Required action →
In the records below, begin at the line that has "let analyzer = analyzer_for(mock_server.uri());" and stop after the line that has "assert_eq!(first.analysis, simulated_analysis(100_000.0));"; quote those lines verbatim and nothing more.
···
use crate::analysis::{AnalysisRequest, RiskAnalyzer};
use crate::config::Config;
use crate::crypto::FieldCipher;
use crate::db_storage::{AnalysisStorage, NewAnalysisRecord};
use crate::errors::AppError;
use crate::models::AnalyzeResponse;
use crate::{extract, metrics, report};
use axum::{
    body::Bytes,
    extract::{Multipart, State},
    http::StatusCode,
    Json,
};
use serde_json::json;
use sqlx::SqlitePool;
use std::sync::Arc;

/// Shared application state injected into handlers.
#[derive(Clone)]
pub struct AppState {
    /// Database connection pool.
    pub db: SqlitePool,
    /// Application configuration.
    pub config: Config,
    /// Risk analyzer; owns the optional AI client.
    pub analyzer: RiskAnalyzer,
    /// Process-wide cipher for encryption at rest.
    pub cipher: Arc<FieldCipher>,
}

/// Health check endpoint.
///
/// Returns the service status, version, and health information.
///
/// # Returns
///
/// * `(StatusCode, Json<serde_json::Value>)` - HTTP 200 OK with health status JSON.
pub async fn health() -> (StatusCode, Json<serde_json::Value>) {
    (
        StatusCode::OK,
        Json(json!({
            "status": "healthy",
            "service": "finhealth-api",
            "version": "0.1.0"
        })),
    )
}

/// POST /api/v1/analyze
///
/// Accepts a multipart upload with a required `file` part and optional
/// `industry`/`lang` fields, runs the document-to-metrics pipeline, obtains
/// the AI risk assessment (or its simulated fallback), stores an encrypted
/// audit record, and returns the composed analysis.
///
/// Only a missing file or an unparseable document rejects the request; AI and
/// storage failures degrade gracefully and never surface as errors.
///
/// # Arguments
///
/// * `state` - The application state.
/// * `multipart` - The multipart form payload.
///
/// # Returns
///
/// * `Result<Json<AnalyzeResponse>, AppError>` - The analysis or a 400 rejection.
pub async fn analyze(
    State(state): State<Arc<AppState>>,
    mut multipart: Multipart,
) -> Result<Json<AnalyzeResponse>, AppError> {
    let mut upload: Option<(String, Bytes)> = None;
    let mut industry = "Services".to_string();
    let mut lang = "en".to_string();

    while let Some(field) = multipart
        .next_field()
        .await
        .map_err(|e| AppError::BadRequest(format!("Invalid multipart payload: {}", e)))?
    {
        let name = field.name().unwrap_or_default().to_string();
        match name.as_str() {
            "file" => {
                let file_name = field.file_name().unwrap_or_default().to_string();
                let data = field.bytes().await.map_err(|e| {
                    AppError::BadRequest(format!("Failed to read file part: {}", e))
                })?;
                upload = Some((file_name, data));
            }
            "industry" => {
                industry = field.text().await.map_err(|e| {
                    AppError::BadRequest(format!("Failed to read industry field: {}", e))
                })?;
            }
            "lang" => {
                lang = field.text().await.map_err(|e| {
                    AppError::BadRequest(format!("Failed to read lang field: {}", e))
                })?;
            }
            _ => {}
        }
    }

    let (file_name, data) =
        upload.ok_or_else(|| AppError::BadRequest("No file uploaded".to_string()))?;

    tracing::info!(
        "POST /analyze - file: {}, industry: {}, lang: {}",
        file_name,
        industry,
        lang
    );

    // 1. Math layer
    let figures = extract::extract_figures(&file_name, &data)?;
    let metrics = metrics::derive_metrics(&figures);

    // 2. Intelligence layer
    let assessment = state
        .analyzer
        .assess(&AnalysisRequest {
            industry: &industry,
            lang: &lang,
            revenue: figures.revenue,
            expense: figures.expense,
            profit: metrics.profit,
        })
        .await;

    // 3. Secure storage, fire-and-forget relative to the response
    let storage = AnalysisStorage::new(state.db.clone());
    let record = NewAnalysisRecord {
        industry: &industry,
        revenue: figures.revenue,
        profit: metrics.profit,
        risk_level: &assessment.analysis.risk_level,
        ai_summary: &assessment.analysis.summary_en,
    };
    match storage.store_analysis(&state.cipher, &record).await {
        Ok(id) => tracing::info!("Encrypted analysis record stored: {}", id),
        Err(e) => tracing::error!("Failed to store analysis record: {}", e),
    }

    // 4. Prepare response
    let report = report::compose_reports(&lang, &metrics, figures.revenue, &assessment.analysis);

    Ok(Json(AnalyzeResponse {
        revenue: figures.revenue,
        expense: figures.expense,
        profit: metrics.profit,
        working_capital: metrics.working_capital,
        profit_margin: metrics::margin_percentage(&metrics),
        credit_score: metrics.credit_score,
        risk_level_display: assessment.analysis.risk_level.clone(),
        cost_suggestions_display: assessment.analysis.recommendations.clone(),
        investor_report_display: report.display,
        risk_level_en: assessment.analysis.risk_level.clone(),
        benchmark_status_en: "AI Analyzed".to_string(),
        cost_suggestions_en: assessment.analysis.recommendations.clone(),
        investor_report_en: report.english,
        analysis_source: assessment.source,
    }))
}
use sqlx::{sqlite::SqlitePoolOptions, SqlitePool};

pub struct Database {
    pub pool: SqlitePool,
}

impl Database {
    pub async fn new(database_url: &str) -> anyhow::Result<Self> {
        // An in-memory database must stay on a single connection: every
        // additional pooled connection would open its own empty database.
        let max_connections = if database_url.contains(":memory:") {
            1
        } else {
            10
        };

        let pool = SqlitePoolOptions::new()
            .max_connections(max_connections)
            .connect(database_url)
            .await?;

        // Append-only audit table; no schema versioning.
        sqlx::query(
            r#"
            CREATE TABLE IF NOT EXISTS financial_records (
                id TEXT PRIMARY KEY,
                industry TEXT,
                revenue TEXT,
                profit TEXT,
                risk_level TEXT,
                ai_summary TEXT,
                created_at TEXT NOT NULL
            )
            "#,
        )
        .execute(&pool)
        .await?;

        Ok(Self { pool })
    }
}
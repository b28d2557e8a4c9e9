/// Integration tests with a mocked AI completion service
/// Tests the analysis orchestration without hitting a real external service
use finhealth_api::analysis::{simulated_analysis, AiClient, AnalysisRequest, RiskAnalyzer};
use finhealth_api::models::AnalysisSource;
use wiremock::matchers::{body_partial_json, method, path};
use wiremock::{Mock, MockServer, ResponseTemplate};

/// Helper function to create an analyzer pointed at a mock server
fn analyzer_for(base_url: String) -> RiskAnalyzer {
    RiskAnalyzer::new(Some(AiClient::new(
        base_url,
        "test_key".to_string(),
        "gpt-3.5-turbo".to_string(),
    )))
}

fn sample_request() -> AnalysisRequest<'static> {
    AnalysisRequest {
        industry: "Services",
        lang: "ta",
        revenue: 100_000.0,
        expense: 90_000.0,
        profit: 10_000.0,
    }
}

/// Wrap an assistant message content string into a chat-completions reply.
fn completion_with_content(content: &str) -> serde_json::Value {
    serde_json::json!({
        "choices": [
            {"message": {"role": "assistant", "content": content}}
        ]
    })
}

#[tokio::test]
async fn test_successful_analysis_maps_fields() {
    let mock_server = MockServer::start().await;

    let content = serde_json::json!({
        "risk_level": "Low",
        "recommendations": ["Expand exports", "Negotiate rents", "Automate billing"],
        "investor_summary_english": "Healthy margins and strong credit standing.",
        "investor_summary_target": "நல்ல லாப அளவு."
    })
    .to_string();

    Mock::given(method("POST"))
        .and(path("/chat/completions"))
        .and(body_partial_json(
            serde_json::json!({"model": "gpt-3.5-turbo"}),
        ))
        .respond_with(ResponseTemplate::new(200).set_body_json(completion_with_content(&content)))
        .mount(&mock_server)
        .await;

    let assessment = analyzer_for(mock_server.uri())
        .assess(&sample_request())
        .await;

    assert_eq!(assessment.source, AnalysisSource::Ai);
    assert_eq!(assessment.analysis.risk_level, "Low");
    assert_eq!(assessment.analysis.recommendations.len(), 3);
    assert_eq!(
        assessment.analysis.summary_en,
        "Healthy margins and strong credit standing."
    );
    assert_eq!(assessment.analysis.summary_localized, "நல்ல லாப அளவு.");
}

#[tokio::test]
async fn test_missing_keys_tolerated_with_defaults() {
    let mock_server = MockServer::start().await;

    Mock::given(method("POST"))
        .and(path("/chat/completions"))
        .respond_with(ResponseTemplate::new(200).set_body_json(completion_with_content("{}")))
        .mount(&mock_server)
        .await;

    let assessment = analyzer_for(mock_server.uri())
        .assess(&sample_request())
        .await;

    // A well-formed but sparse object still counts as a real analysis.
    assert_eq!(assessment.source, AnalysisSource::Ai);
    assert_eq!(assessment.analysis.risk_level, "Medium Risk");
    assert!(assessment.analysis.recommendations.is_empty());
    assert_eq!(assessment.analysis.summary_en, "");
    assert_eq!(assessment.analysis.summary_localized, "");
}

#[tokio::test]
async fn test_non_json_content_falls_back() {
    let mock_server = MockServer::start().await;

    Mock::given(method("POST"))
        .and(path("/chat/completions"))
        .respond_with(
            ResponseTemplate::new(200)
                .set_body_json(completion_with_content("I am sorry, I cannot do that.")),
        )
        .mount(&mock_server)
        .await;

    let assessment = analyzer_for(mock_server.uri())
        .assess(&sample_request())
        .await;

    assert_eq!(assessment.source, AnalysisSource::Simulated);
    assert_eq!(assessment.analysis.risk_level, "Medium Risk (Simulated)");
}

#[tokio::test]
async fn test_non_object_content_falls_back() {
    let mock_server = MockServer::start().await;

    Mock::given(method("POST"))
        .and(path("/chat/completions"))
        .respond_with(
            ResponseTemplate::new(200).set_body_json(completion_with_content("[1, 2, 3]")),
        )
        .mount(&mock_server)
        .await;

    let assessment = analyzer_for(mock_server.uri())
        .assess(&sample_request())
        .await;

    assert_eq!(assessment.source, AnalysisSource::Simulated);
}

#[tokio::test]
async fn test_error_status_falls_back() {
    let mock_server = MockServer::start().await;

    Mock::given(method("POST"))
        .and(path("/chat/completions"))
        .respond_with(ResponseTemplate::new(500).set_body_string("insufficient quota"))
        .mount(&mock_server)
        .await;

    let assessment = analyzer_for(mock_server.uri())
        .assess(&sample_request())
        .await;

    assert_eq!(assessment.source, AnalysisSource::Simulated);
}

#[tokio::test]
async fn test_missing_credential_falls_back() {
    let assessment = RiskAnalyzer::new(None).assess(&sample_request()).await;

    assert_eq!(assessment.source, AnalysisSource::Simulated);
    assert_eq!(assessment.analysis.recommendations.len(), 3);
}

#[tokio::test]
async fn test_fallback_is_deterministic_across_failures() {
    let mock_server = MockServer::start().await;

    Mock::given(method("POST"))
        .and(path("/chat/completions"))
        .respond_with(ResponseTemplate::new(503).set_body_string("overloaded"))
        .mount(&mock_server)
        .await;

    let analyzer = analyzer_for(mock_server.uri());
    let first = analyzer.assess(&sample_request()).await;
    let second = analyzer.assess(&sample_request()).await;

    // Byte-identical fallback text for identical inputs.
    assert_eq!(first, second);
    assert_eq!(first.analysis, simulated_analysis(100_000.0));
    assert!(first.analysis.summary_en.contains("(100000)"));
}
···
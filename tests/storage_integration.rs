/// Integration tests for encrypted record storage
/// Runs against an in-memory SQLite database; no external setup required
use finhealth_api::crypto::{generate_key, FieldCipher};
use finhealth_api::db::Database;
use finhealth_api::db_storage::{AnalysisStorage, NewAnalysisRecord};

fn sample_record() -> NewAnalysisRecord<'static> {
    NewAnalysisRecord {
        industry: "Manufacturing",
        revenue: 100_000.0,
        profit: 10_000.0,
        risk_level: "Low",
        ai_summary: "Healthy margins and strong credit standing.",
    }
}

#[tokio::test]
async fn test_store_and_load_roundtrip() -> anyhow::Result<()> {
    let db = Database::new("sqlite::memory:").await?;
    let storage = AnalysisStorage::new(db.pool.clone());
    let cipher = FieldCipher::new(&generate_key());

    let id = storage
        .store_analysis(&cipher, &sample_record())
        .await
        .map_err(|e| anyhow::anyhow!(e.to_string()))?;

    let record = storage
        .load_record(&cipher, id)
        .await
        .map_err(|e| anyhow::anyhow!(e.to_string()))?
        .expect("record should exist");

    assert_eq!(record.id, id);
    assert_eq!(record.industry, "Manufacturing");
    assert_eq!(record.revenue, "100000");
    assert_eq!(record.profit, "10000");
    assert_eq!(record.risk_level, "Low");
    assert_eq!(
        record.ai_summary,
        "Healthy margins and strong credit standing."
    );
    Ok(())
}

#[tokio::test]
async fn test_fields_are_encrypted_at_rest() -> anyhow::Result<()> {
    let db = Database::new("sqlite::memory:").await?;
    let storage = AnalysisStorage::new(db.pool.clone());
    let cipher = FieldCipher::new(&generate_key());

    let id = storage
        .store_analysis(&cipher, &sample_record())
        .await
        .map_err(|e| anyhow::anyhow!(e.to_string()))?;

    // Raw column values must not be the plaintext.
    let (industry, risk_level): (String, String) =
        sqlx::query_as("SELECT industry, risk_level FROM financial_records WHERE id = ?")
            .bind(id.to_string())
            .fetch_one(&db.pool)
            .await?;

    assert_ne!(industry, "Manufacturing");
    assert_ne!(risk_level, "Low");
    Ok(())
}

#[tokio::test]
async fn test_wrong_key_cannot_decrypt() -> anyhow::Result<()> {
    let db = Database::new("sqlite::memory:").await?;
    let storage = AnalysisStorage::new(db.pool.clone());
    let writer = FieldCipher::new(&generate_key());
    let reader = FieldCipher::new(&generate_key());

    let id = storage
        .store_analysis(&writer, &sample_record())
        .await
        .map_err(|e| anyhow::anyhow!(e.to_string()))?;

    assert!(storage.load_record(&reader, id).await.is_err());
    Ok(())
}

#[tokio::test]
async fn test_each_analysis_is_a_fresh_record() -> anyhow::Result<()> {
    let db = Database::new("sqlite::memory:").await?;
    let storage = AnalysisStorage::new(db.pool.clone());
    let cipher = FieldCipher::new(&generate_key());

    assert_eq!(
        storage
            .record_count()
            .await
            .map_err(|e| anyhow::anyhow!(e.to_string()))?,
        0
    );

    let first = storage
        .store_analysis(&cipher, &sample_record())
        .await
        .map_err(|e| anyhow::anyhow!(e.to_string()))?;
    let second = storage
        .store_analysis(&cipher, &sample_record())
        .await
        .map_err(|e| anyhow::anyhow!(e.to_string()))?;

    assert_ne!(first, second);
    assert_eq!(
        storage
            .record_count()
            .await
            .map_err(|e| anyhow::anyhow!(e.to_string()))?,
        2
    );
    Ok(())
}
···
Result of this task →
    let analyzer = analyzer_for(mock_server.uri());
    let first = analyzer.assess(&sample_request()).await;
    let second = analyzer.assess(&sample_request()).await;

    // Byte-identical fallback text for identical inputs.
    assert_eq!(first, second);
    assert_eq!(first.analysis, simulated_analysis(100_000.0));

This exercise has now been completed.